PROBLEM STATEMENT - Whenever a line below includes the string "DatabaseIndex", show it.

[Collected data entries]
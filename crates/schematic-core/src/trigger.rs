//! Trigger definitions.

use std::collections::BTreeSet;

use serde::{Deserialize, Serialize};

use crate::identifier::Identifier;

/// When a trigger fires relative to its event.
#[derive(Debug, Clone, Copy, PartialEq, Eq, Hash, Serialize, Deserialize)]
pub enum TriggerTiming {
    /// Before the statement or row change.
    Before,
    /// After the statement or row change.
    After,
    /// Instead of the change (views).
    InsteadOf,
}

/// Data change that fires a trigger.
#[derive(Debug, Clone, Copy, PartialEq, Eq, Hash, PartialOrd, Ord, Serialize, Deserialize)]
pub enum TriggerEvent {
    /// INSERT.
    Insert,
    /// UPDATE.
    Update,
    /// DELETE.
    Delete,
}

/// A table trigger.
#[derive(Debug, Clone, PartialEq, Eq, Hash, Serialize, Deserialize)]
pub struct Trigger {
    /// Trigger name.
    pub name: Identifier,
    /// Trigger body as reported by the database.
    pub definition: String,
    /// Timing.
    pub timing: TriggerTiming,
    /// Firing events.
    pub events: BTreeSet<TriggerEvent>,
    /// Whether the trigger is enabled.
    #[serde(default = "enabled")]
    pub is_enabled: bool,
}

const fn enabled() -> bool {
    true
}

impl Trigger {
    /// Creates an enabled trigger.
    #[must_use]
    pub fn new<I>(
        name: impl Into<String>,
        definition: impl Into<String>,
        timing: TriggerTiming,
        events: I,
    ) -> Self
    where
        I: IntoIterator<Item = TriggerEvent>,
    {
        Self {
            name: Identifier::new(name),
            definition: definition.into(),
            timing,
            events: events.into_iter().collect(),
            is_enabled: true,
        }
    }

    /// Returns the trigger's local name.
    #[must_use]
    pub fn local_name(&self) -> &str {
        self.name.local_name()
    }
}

---

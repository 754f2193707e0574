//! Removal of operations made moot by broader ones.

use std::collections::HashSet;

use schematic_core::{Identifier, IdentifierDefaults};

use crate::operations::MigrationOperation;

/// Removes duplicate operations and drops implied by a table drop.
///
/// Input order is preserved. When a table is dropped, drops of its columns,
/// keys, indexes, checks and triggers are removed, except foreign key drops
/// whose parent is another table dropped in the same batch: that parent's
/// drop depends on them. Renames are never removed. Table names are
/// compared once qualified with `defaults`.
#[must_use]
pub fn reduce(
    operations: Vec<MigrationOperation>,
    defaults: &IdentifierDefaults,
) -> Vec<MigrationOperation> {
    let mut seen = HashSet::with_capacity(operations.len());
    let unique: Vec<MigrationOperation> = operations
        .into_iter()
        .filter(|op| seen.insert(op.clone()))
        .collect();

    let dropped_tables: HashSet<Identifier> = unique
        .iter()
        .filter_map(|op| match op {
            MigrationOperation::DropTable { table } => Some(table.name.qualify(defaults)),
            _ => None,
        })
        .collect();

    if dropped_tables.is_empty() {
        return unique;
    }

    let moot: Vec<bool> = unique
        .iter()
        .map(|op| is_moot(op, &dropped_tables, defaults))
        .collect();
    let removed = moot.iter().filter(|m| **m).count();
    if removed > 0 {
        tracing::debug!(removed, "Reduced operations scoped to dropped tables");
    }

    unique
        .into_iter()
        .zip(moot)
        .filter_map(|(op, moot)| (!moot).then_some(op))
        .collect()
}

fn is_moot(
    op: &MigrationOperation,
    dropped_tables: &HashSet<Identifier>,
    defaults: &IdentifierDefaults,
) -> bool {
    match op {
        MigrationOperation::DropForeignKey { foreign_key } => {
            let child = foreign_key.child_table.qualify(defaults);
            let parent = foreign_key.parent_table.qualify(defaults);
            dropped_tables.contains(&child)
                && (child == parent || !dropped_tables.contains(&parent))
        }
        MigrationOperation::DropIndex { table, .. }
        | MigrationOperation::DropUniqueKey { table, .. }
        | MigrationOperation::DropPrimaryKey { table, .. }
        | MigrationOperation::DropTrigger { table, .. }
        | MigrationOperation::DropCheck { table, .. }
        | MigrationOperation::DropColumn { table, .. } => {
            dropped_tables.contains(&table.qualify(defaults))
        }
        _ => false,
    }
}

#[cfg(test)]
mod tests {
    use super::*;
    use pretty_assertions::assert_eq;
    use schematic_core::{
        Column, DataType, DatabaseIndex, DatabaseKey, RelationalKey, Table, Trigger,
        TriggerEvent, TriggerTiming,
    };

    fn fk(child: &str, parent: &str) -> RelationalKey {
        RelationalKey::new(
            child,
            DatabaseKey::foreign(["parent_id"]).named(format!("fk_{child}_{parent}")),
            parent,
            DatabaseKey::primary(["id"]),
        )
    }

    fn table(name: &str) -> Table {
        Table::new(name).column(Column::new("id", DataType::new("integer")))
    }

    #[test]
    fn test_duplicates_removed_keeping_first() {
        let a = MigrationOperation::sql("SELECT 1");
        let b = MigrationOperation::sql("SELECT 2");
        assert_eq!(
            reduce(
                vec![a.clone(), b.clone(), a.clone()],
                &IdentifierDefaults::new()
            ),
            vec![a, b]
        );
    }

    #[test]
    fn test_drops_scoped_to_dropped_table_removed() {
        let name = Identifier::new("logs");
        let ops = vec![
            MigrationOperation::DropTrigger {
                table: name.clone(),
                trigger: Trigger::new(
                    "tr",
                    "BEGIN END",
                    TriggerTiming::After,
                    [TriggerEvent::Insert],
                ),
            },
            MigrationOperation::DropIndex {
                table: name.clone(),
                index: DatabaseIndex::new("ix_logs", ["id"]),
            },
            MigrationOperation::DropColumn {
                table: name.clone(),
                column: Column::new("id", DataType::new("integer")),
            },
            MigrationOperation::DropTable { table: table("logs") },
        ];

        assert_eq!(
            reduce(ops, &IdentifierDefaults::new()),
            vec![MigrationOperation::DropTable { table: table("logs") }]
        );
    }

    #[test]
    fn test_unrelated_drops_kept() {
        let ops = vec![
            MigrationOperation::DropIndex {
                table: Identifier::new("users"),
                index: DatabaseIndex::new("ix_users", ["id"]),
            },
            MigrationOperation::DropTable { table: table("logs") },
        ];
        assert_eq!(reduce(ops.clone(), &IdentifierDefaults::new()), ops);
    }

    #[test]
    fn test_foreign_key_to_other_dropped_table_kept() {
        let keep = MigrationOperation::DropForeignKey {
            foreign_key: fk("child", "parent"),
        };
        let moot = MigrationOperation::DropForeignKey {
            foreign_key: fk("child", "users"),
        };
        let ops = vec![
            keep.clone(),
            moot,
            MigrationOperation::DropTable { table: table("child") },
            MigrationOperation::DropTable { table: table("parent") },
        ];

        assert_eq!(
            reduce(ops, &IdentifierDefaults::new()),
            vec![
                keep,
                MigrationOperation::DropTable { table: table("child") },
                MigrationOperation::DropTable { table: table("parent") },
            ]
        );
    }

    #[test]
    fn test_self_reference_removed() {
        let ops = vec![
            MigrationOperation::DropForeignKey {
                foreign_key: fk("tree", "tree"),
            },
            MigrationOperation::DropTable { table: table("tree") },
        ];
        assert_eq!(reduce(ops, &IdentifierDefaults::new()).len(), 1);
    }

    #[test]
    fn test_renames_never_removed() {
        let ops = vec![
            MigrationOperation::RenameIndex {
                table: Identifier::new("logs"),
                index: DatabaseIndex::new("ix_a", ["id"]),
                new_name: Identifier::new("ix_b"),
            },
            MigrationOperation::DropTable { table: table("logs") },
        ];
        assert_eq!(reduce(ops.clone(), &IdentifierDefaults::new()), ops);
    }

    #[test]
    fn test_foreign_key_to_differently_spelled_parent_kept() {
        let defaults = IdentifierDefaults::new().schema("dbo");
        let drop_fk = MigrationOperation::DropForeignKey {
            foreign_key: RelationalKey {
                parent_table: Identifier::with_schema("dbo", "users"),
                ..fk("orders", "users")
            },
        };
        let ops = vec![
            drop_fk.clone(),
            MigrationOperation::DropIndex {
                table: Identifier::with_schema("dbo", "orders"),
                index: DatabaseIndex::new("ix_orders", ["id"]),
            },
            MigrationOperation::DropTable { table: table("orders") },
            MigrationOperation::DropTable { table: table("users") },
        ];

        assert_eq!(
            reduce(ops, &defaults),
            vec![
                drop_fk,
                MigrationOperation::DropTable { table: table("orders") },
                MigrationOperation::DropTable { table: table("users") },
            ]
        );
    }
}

---

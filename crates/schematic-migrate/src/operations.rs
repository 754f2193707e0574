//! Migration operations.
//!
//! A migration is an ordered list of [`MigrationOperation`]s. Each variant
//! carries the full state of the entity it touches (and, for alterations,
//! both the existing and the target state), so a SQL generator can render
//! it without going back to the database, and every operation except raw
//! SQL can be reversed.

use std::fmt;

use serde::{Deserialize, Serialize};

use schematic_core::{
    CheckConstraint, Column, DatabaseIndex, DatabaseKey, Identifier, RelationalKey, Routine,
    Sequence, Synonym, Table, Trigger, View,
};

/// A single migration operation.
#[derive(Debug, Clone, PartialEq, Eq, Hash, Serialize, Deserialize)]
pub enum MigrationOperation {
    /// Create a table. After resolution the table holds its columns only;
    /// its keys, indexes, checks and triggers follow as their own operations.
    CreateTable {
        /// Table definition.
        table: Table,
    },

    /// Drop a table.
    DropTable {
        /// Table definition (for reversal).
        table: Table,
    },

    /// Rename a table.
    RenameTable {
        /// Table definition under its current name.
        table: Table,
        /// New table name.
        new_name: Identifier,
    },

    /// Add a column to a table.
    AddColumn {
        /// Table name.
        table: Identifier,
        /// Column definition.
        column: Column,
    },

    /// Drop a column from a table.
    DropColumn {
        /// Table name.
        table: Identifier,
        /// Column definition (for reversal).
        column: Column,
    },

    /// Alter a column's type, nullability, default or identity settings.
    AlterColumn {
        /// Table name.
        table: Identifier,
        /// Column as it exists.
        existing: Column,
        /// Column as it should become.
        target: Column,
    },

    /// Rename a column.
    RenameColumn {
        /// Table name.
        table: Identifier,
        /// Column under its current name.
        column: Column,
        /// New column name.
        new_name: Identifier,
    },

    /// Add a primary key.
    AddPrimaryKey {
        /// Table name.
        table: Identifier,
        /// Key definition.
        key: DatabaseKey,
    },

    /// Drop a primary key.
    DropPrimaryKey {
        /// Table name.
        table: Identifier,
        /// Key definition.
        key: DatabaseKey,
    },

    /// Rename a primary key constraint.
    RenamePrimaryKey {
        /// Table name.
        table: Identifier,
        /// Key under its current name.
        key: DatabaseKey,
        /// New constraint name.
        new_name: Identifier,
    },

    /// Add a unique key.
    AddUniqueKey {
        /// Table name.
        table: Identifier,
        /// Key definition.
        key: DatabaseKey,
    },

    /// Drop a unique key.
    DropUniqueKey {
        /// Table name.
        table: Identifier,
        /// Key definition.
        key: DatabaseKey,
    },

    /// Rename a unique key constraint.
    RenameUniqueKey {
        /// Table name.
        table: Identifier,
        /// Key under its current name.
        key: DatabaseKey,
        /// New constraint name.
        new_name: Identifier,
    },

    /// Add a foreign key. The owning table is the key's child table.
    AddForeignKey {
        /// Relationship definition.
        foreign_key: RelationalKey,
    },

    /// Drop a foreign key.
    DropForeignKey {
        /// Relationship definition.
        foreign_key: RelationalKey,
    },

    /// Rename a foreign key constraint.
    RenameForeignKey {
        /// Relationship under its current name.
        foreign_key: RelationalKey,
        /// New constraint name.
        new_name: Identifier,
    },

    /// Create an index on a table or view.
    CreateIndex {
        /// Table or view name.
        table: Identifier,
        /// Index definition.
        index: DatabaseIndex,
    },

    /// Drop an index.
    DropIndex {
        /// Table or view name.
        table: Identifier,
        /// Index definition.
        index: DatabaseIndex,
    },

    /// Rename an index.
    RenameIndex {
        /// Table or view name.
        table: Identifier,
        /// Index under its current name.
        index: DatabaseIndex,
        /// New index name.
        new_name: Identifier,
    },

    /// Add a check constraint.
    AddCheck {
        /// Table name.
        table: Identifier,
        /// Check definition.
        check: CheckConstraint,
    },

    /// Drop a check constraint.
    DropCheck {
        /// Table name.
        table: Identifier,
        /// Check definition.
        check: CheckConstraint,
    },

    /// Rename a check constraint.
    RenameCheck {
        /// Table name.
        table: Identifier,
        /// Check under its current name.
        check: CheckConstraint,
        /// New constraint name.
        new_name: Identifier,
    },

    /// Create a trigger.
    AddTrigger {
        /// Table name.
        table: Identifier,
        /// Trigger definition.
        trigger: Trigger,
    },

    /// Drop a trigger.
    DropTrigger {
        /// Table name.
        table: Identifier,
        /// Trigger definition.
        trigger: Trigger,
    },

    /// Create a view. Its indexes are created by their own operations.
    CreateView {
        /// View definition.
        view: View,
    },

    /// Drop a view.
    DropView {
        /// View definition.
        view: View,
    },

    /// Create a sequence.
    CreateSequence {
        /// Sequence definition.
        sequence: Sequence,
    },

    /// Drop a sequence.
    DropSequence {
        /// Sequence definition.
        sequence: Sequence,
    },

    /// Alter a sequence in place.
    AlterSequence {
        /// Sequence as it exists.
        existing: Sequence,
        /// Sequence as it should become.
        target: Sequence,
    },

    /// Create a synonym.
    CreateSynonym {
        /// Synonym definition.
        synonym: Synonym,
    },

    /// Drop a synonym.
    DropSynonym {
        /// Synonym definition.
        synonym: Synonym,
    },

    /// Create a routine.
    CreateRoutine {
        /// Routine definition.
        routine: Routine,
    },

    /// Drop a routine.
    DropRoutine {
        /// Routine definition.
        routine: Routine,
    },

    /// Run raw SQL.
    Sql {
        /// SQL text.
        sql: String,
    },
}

TASK RESULT -
        Column, DataType, DatabaseIndex, DatabaseKey, RelationalKey, Table, Trigger,
                index: DatabaseIndex::new("ix_logs", ["id"]),
                index: DatabaseIndex::new("ix_users", ["id"]),
                index: DatabaseIndex::new("ix_a", ["id"]),
                index: DatabaseIndex::new("ix_orders", ["id"]),
    CheckConstraint, Column, DatabaseIndex, DatabaseKey, Identifier, RelationalKey, Routine,
        index: DatabaseIndex,
        index: DatabaseIndex,
        index: DatabaseIndex,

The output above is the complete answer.